SPD text

This screen grab shows a text one SPD officer says he received from a supervisor.

SHREVEPORT La. -- Caddo Sheriff Steve Prator and City Councilman Grayson Boucher say they confirmed that Shreveport Mayor Adrian Perkins pulled city police resources out of assisting with security for President Trump's rally for GOP gubernatorial candidate Eddie Rispone.

And they say it left the U.S. Secret Service in a lurch.

Boucher said after an SPD officer informed him on Wednesday morning, he sought confirmation outside the SPD.

"I was told by several members of law enforcement that this was true. That at about four o'clock yesterday afternoon, the mayor contacted the Secret Service and said we would no longer be participating," Boucher said.

Prator said his call came from Louisiana State Police.

"Yesterday evening I was notified by the state police. They asked for our assistance. They had been counting on some Shreveport Police Department units. And they notified me that those units were no longer available. Shreveport was pulling its resources," Prator said.

Prator says he confirmed that information from SPD Chief Ben Raymond.

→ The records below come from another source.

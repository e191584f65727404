pub mod preset;
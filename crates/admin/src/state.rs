//! Observable admin screen state and list reconciliation.

use lutshop_core::preset::PresetRecord;
use lutshop_core::types::DbId;

/// Everything the admin screen renders from.
///
/// `is_loading` is the only phase flag; failures are reported through
/// notifications and never stored here.
#[derive(Debug, Clone, Default, PartialEq, Eq)]
pub struct AdminState {
    /// Cached copy of the server's list. Never authoritative.
    pub presets: Vec<PresetRecord>,
    /// The edit form's contents.
    pub draft: PresetRecord,
    /// Id of the record being edited, `None` when the form creates.
    pub editing_id: Option<DbId>,
    pub is_loading: bool,
}

impl AdminState {
    /// Whether a submit will update an existing record rather than create one.
    pub fn is_editing(&self) -> bool {
        self.editing_id.is_some()
    }

    /// Clear the form back to an empty create draft.
    pub fn reset_form(&mut self) {
        self.draft = PresetRecord::default();
        self.editing_id = None;
    }
}

/// Replace the cached list wholesale with the server's current list.
///
/// Runs after every successful listing regardless of which mutation, if any,
/// preceded it. The form is carried over untouched and the state returns to
/// idle.
pub fn reconcile(state: &AdminState, server_list: Vec<PresetRecord>) -> AdminState {
    AdminState {
        presets: server_list,
        draft: state.draft.clone(),
        editing_id: state.editing_id,
        is_loading: false,
    }
}
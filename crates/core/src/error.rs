use crate::types::DbId;

#[derive(Debug, thiserror::Error)]
pub enum CoreError {
    #[error("Entity not found: {entity} with id {id}")]
    NotFound { entity: &'static str, id: DbId },

    #[error("Validation failed: {0}")]
    Validation(String),

    #[error("Internal error: {0}")]
    Internal(String),
}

He says his office will now provide more personnel in Shreveport's absence. 

He says the Caddo Parish Sheriffs Office was already providing "specialty teams," such as one to secure the river by the Century Link Center.

Shreveport police officers received notifications Tuesday evening. One text message shared with KTBS was from an officer that came from an SPD supervisor. 

It said, "We have been advised to stand down assisting with the Trump motorcade Thursday. LSP (Louisiana State Patrol) will be taking over. The mayor has advised he does not want SPD or SFD involved."

Prator says he was surprised at the news.

He's been the head of the SPD, and then the CPSO for almost 30 years, and said, “I know at least three different presidents that have visited while I've been in charge of things. And it didn't matter what their party affiliation is or anything. You get the job done. That's our commander in chief. And we're going to make sure nothing happens to him."

"My biggest concern with this is we've been planning this for three weeks," Boucher said. "The Shreveport Police Department and Shreveport Fire Department are integral parts of this. I was very concerned that we were pulling out at the 23rd hour without any notice."

Boucher and Prator explained that important contingency plans for a presidential visit are the reason mutual aid among local agencies is needed.

What if something happened to the president and he needed to be rushed to the trauma one hospital in Shreveport? What if something's going on at Barksdale Air Force Base and he needs a runway in Shreveport? In those cases, Boucher said, the route has to be cleared and secured.

Fellow City Councilman John Nickelson agrees. He sent a letter to Mayor Perkins, saying in part, "When it comes to protecting the office of the presidency, we are not Republicans or Democrats -- we are all Americans. President Trump is our Commander-in-Chief. He is entitled to our respect, and politics should never compromise his personal safety."

Perkins replied in his own letter to council members, saying "I am alarmed that certain members of the city council are politicizing the city's support of the president's visit to Bossier City. Rather than making this a partisan issue, I implore these members to recognize our legal obligations, especially since the letter sent to me regarding this matter was penned by Councilman John Nickelson, an attorney."

Perkins said Shreveport is providing some first responders for the rally, but he would not specify. He said the resources Shreveport can provide are limited by state and city law, since the Trump visit is political -- not in his official capacity as President. 

But Boucher, a Republican, said  local first responders were utilized for past political visits for Democrats. He says as an EMT, he stayed in an adjoining hotel room for a visit from Vice President Al Gore in case emergency medical help was needed.

"It was one of the highlights of my career, even though I didn't support the Vice President personally," Boucher says.

Boucher said  local first responders were also utilized for a visit from former first lady Michelle Obama. Her trip and Gore's were campaign style events, Boucher said.

Perkins, a Democrat, says his move is not political. He also notes that the Trump rally is in Bossier City -- not Shreveport.

Boucher says that shouldn't matter.

"The Century Link Center is about a hundred yards from Shreveport. We have to be prepared," Boucher said.